Listed records START

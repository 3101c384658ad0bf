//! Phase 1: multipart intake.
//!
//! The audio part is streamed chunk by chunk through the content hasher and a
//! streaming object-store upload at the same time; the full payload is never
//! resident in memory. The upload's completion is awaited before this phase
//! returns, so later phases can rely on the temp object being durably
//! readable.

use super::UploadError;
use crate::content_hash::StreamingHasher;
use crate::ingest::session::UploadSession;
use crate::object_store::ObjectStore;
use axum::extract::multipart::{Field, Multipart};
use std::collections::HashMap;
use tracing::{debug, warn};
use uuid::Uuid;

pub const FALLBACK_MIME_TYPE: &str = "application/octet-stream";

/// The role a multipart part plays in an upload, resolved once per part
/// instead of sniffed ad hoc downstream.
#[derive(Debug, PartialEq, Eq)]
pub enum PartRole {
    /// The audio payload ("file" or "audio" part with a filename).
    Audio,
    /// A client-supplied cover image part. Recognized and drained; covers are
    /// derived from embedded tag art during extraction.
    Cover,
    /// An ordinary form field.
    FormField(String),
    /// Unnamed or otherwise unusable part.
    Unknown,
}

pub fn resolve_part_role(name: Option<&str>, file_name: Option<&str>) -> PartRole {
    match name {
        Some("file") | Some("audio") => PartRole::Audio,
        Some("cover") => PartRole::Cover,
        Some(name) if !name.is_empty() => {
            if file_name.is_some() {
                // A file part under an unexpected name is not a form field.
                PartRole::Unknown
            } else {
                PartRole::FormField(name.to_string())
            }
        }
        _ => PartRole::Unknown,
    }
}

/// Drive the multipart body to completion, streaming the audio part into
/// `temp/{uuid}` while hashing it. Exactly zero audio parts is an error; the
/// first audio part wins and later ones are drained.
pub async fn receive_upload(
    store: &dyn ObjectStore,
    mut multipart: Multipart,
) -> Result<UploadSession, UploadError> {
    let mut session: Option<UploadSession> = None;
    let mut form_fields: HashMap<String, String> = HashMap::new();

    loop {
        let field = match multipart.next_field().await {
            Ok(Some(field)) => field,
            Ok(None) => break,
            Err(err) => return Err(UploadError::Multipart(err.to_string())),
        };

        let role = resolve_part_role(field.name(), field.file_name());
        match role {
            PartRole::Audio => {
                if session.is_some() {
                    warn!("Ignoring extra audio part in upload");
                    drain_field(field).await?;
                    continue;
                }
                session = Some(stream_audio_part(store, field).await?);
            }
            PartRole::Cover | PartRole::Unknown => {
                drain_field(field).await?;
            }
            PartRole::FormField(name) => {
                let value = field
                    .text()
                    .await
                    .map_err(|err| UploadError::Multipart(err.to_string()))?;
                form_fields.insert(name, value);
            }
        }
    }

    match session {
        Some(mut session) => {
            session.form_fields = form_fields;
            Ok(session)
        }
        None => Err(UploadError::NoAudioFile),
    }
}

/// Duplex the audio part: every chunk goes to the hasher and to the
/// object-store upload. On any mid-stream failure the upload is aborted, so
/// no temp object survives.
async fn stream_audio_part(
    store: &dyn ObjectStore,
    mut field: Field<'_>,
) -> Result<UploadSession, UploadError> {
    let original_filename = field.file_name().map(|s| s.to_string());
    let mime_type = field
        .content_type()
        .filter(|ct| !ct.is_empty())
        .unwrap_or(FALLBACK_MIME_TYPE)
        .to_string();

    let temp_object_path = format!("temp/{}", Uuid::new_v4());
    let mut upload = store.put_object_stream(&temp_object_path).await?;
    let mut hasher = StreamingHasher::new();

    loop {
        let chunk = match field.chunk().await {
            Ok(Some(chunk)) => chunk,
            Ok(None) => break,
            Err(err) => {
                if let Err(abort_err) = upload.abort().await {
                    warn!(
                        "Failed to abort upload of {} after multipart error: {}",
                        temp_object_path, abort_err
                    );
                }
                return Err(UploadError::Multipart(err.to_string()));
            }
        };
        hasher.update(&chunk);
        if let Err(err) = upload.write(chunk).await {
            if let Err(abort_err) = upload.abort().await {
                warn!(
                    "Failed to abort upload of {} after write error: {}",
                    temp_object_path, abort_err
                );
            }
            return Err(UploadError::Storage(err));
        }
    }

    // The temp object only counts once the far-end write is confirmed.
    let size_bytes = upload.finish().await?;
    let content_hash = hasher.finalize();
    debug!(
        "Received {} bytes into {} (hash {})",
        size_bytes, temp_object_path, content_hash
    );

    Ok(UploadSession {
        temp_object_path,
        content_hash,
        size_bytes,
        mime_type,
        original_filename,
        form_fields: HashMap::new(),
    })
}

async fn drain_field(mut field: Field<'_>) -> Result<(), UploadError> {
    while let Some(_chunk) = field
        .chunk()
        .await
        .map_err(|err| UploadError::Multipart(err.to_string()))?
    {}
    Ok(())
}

Listed records END
Listed records START

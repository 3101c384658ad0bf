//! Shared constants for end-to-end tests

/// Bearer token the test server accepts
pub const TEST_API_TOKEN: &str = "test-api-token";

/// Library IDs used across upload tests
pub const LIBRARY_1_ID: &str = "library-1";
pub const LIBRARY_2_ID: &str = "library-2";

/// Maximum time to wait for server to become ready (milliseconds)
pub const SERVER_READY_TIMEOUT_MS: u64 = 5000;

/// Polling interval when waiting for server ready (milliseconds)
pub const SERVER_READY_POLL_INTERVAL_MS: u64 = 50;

Listed records END

Task description.
Within the material above, the line with "payload is never" opens the range and the line with "use uuid::Uuid;" closes it; reproduce that range word for word.

Answer to the exercise.
//! streaming object-store upload at the same time; the full payload is never
//! resident in memory. The upload's completion is awaited before this phase
//! returns, so later phases can rely on the temp object being durably
//! readable.

use super::UploadError;
use crate::content_hash::StreamingHasher;
use crate::ingest::session::UploadSession;
use crate::object_store::ObjectStore;
use axum::extract::multipart::{Field, Multipart};
use std::collections::HashMap;
use tracing::{debug, warn};
use uuid::Uuid;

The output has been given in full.